[Data records — start]

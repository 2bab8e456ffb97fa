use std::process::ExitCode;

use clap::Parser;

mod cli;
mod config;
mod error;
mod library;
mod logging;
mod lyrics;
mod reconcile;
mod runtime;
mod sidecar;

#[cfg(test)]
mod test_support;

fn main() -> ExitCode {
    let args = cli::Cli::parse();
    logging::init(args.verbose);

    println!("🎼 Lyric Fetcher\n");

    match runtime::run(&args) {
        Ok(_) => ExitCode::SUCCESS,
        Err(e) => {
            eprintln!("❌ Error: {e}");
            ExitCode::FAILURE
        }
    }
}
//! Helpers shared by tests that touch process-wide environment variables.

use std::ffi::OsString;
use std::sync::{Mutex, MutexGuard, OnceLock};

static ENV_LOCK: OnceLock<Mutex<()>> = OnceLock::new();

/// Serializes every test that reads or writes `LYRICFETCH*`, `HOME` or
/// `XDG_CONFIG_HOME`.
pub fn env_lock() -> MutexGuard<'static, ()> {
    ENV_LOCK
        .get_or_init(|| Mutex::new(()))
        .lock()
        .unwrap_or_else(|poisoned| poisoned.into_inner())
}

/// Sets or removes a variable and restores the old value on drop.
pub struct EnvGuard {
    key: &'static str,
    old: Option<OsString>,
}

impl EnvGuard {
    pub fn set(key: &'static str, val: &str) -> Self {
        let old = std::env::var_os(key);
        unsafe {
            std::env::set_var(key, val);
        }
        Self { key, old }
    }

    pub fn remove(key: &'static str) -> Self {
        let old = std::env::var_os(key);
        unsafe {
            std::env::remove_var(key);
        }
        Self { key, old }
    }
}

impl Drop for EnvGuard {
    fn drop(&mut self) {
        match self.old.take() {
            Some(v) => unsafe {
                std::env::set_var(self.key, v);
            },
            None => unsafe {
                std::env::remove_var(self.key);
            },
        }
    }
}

[Data records — finish]
[Data records — start]

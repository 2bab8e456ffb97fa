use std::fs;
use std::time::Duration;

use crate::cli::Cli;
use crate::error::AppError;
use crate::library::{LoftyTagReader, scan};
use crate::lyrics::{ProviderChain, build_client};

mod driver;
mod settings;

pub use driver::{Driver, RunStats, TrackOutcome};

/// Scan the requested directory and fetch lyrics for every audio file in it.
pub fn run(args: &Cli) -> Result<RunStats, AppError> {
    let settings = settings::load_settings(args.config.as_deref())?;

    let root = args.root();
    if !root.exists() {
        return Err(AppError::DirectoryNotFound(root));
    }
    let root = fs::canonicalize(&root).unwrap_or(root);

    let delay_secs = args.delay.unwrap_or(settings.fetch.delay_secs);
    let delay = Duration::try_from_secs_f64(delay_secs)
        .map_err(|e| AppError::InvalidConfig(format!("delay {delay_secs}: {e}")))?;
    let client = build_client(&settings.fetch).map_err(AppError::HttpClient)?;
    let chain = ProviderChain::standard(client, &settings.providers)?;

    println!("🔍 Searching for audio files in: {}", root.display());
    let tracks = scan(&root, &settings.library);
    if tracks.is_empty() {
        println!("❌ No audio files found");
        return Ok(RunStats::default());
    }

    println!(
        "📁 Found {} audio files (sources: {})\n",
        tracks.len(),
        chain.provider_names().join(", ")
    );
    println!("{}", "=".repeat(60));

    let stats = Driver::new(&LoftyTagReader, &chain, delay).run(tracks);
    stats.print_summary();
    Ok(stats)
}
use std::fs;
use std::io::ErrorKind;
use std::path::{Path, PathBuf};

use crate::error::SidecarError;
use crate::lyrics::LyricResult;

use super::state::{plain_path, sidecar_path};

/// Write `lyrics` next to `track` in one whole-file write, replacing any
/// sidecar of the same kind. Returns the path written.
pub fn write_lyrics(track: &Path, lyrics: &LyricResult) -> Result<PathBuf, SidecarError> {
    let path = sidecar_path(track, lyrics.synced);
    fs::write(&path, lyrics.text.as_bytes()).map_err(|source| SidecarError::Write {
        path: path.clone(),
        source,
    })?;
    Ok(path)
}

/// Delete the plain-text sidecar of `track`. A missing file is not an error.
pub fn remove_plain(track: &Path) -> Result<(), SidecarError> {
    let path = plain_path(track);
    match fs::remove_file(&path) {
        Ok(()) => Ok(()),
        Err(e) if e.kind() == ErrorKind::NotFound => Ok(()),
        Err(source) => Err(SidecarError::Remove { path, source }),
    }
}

[Data records — finish]
[Data records — start]

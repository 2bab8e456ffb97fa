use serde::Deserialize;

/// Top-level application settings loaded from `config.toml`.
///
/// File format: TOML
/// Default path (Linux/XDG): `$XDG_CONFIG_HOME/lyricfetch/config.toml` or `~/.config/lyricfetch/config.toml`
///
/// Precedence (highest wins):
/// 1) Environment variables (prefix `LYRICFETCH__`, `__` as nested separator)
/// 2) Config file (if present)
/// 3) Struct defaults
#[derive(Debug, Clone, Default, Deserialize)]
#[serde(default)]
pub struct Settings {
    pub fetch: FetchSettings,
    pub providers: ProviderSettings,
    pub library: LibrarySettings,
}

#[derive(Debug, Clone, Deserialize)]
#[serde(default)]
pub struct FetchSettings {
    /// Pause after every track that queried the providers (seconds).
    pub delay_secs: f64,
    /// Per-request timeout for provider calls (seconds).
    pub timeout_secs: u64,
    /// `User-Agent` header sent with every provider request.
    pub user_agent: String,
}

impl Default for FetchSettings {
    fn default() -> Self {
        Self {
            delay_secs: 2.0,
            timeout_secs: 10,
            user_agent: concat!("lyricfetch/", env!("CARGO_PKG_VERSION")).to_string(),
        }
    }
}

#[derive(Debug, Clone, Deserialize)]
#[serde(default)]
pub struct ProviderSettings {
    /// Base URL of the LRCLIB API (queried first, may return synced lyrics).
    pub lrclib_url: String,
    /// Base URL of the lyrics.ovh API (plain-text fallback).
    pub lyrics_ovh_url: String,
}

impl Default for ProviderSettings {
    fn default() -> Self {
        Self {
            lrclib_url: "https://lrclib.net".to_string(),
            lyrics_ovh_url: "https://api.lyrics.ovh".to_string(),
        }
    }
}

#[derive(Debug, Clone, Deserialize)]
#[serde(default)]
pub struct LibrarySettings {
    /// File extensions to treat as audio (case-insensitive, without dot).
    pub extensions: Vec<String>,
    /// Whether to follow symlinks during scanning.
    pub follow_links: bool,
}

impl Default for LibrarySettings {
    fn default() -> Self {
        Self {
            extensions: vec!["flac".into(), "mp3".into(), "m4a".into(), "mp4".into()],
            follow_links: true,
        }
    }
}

[Data records — finish]

> [Task item] Pull out every line holding "PathBuf" from the records above, and copy it.

> [Output of the exercise]
use std::path::{Path, PathBuf};
pub fn write_lyrics(track: &Path, lyrics: &LyricResult) -> Result<PathBuf, SidecarError> {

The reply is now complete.